### [Task requirements]
If a line of the data contains the word "organization", it is counted; report how many such lines there are and nothing else.

### [Input data]

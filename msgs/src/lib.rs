use serde::{Deserialize, Serialize};

pub mod api;
pub mod cli;

use api::*;
use cli::*;

#[derive(Debug, Clone, Serialize, Deserialize)]
pub enum Message {
    Api(Api),
    Cli(Cli),
}

#[cfg(test)]
mod tests {
    use super::*;
    use core_types::AidType;
    use rust_decimal_macros::dec;
    use uuid::Uuid;

    #[test]
    fn messages_round_trip_over_bincode() {
        let req_id = Uuid::new_v4();
        let msg = Message::Api(Api::MintAidTokenRequest(MintAidTokenRequest {
            req_id,
            uid: 42,
            recipient_uid: 7,
            amount: dec!(250.5),
            token_type: AidType::Medical,
            restrictions: Some(vec!["medical_supplies".to_string()]),
            expires_at: None,
        }));
        let bytes = bincode::serialize(&msg).unwrap();
        let decoded: Message = bincode::deserialize(&bytes).unwrap();
        match decoded {
            Message::Api(Api::MintAidTokenRequest(req)) => {
                assert_eq!(req.req_id, req_id);
                assert_eq!(req.amount, dec!(250.5));
                assert_eq!(req.token_type, AidType::Medical);
            }
            other => panic!("unexpected message: {:?}", other),
        }
    }
}
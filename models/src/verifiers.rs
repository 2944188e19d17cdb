use crate::schema::verifiers;
use crate::time_now_as_i64;

use diesel::prelude::*;
use diesel::result::Error as DieselError;
use serde::{Deserialize, Serialize};
use uuid::Uuid;

#[derive(Queryable, Identifiable, Insertable, Debug, Clone, Serialize, Deserialize)]
#[table_name = "verifiers"]
pub struct Verifier {
    pub id: Uuid,
    pub uid: i32,
    pub role: String,
    pub organization: Option<String>,
    pub location: Option<String>,
    pub midnight_address: Option<String>,
    pub reputation_score: i32,
    pub verifications_count: i32,
    pub is_active: bool,
    pub created_at: i64,
}

impl Verifier {
    pub fn new(uid: i32, role: String, midnight_address: Option<String>) -> Self {
        Self {
            id: Uuid::new_v4(),
            uid,
            role,
            organization: None,
            location: None,
            midnight_address,
            reputation_score: 0,
            verifications_count: 0,
            is_active: true,
            created_at: time_now_as_i64(),
        }
    }

    pub fn get_by_id(conn: &diesel::PgConnection, id: Uuid) -> Result<Self, DieselError> {
        verifiers::dsl::verifiers.filter(verifiers::id.eq(id)).first::<Self>(conn)
    }

    pub fn get_by_uid(conn: &diesel::PgConnection, uid: i32) -> Result<Self, DieselError> {
        verifiers::dsl::verifiers.filter(verifiers::uid.eq(uid)).first::<Self>(conn)
    }

    pub fn get_active(conn: &diesel::PgConnection) -> Result<Vec<Self>, DieselError> {
        verifiers::dsl::verifiers
            .filter(verifiers::is_active.eq(true))
            .order(verifiers::created_at.desc())
            .load(conn)
    }

    pub fn insert(&self, conn: &diesel::PgConnection) -> Result<Uuid, DieselError> {
        diesel::insert_into(verifiers::table)
            .values(self)
            .returning(verifiers::id)
            .get_result(conn)
    }

    pub fn increment_verifications(conn: &diesel::PgConnection, id: Uuid) -> Result<usize, DieselError> {
        diesel::update(verifiers::dsl::verifiers.filter(verifiers::id.eq(id)))
            .set(verifiers::verifications_count.eq(verifiers::verifications_count + 1))
            .execute(conn)
    }
}
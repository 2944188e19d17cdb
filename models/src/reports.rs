use crate::schema::reports;

use diesel::prelude::*;
use diesel::result::Error as DieselError;
use serde::{Deserialize, Serialize};
use uuid::Uuid;

#[derive(Queryable, Identifiable, Insertable, Debug, Clone, Serialize, Deserialize)]
#[table_name = "reports"]
pub struct Report {
    pub id: Uuid,
    pub generated_by: i32,
    pub report_type: String,
    pub title: String,
    pub description: Option<String>,
    pub data: Option<serde_json::Value>,
    pub date_range_start: Option<i64>,
    pub date_range_end: Option<i64>,
    pub privacy_level: String,
    pub midnight_hash: Option<String>,
    pub created_at: i64,
}

impl Report {
    pub fn get_by_generator(conn: &diesel::PgConnection, uid: i32) -> Result<Vec<Self>, DieselError> {
        reports::dsl::reports
            .filter(reports::generated_by.eq(uid))
            .order(reports::created_at.desc())
            .load(conn)
    }

    pub fn insert(&self, conn: &diesel::PgConnection) -> Result<Uuid, DieselError> {
        diesel::insert_into(reports::table)
            .values(self)
            .returning(reports::id)
            .get_result(conn)
    }
}
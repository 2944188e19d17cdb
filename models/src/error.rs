use err_derive::Error;

#[derive(Debug, Error)]
pub enum GeneralError {
    #[error(display = "Migrations failed to run")]
    MigrationError(#[source] diesel_migrations::RunMigrationsError),
}
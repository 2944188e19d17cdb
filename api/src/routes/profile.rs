use actix_web::{get, post, web::Json, HttpResponse};
use serde::Deserialize;
use xerror::api::*;

use models::profiles::{Profile, UpdateProfile};
use utils::time::time_now;

use crate::jwt::*;
use crate::WebDbPool;

pub const IDENTITY_EXPORT_HEADER: &str = "ID,Username,Wallet Address,Created At,Updated At";

/// Renders profiles into the identity export CSV. One row per profile,
/// empty cells for fields the holder never filled in.
pub fn profiles_to_csv(profiles: &[Profile]) -> String {
    let mut out = String::from(IDENTITY_EXPORT_HEADER);
    out.push('\n');
    for profile in profiles {
        out.push_str(&format!(
            "{},{},{},{},{}\n",
            profile.id,
            profile.username.as_deref().unwrap_or(""),
            profile.wallet_address.as_deref().unwrap_or(""),
            profile.created_at,
            profile.updated_at,
        ));
    }
    out
}

#[get("/profile")]
pub async fn get_profile(pool: WebDbPool, auth_data: AuthData) -> Result<HttpResponse, ApiError> {
    let conn = pool.get().map_err(|_| ApiError::Db(DbError::DbConnectionError))?;

    let profile = match Profile::get_by_uid(&conn, auth_data.uid) {
        Ok(p) => p,
        Err(_) => {
            let profile = Profile::new(auth_data.uid);
            profile
                .insert(&conn)
                .map_err(|_| ApiError::Db(DbError::CouldNotInsertData))?;
            profile
        }
    };

    Ok(HttpResponse::Ok().json(&profile))
}

#[derive(Deserialize)]
pub struct UpdateProfileData {
    pub username: Option<String>,
    pub wallet_address: Option<String>,
}

#[post("/profile")]
pub async fn update_profile(
    pool: WebDbPool,
    auth_data: AuthData,
    update_data: Json<UpdateProfileData>,
) -> Result<HttpResponse, ApiError> {
    let conn = pool.get().map_err(|_| ApiError::Db(DbError::DbConnectionError))?;

    if Profile::get_by_uid(&conn, auth_data.uid).is_err() {
        Profile::new(auth_data.uid)
            .insert(&conn)
            .map_err(|_| ApiError::Db(DbError::CouldNotInsertData))?;
    }

    let changes = UpdateProfile {
        username: update_data.username.clone(),
        wallet_address: update_data.wallet_address.clone(),
        updated_at: Some(time_now() as i64),
    };

    changes
        .update(&conn, auth_data.uid)
        .map_err(|_| ApiError::Db(DbError::CouldNotInsertData))?;

    let profile = Profile::get_by_uid(&conn, auth_data.uid).map_err(|_| ApiError::Db(DbError::CouldNotFetchData))?;

    Ok(HttpResponse::Ok().json(&profile))
}

#[get("/identity/export")]
pub async fn export_identities(pool: WebDbPool, _auth_data: AuthData) -> Result<HttpResponse, ApiError> {
    let conn = pool.get().map_err(|_| ApiError::Db(DbError::DbConnectionError))?;

    let profiles = Profile::get_all(&conn).map_err(|_| ApiError::Db(DbError::CouldNotFetchData))?;

    Ok(HttpResponse::Ok()
        .content_type("text/csv")
        .body(profiles_to_csv(&profiles)))
}

#[cfg(test)]
mod tests {
    use super::*;
    use uuid::Uuid;

    fn profile(username: Option<&str>, wallet: Option<&str>) -> Profile {
        Profile {
            id: Uuid::new_v4(),
            uid: 1,
            username: username.map(String::from),
            wallet_address: wallet.map(String::from),
            created_at: 1700000000000,
            updated_at: 1700000000001,
        }
    }

    #[test]
    fn export_header_is_stable() {
        let csv = profiles_to_csv(&[]);
        assert_eq!(csv, "ID,Username,Wallet Address,Created At,Updated At\n");
    }

    #[test]
    fn export_has_one_row_per_profile() {
        let profiles = vec![
            profile(Some("amina"), Some("0xabc")),
            profile(None, None),
            profile(Some("joseph"), None),
        ];
        let csv = profiles_to_csv(&profiles);
        let lines: Vec<&str> = csv.trim_end().lines().collect();
        assert_eq!(lines.len(), profiles.len() + 1);
        assert_eq!(lines[0], IDENTITY_EXPORT_HEADER);
        assert!(lines[1].contains("amina"));
        // unset fields render as empty cells
        assert!(lines[2].contains(",,"));
    }
}
use crate::schema::verifier_applications;
use crate::time_now_as_i64;

use diesel::prelude::*;
use diesel::result::Error as DieselError;
use serde::{Deserialize, Serialize};
use uuid::Uuid;

#[derive(Queryable, Identifiable, Insertable, Debug, Clone, Serialize, Deserialize)]
#[table_name = "verifier_applications"]
pub struct VerifierApplication {
    pub id: Uuid,
    pub uid: i32,
    pub full_name: String,
    pub motivation: String,
    pub status: String,
    pub zk_verified: bool,
    pub zk_proof_hash: Option<String>,
    pub midnight_tx_hash: Option<String>,
    pub created_at: i64,
    pub updated_at: i64,
}

impl VerifierApplication {
    pub fn get_by_id(conn: &diesel::PgConnection, id: Uuid) -> Result<Self, DieselError> {
        verifier_applications::dsl::verifier_applications
            .filter(verifier_applications::id.eq(id))
            .first::<Self>(conn)
    }

    pub fn get_by_uid(conn: &diesel::PgConnection, uid: i32) -> Result<Vec<Self>, DieselError> {
        verifier_applications::dsl::verifier_applications
            .filter(verifier_applications::uid.eq(uid))
            .order(verifier_applications::created_at.desc())
            .load(conn)
    }

    pub fn get_pending_by_uid(conn: &diesel::PgConnection, uid: i32) -> Result<Vec<Self>, DieselError> {
        verifier_applications::dsl::verifier_applications
            .filter(
                verifier_applications::uid
                    .eq(uid)
                    .and(verifier_applications::status.eq("pending")),
            )
            .load(conn)
    }

    pub fn insert(&self, conn: &diesel::PgConnection) -> Result<Uuid, DieselError> {
        diesel::insert_into(verifier_applications::table)
            .values(self)
            .returning(verifier_applications::id)
            .get_result(conn)
    }

    pub fn update_status(conn: &diesel::PgConnection, id: Uuid, status: &str) -> Result<usize, DieselError> {
        diesel::update(verifier_applications::dsl::verifier_applications.filter(verifier_applications::id.eq(id)))
            .set((
                verifier_applications::status.eq(status),
                verifier_applications::updated_at.eq(time_now_as_i64()),
            ))
            .execute(conn)
    }
}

### [Reply to the task]
2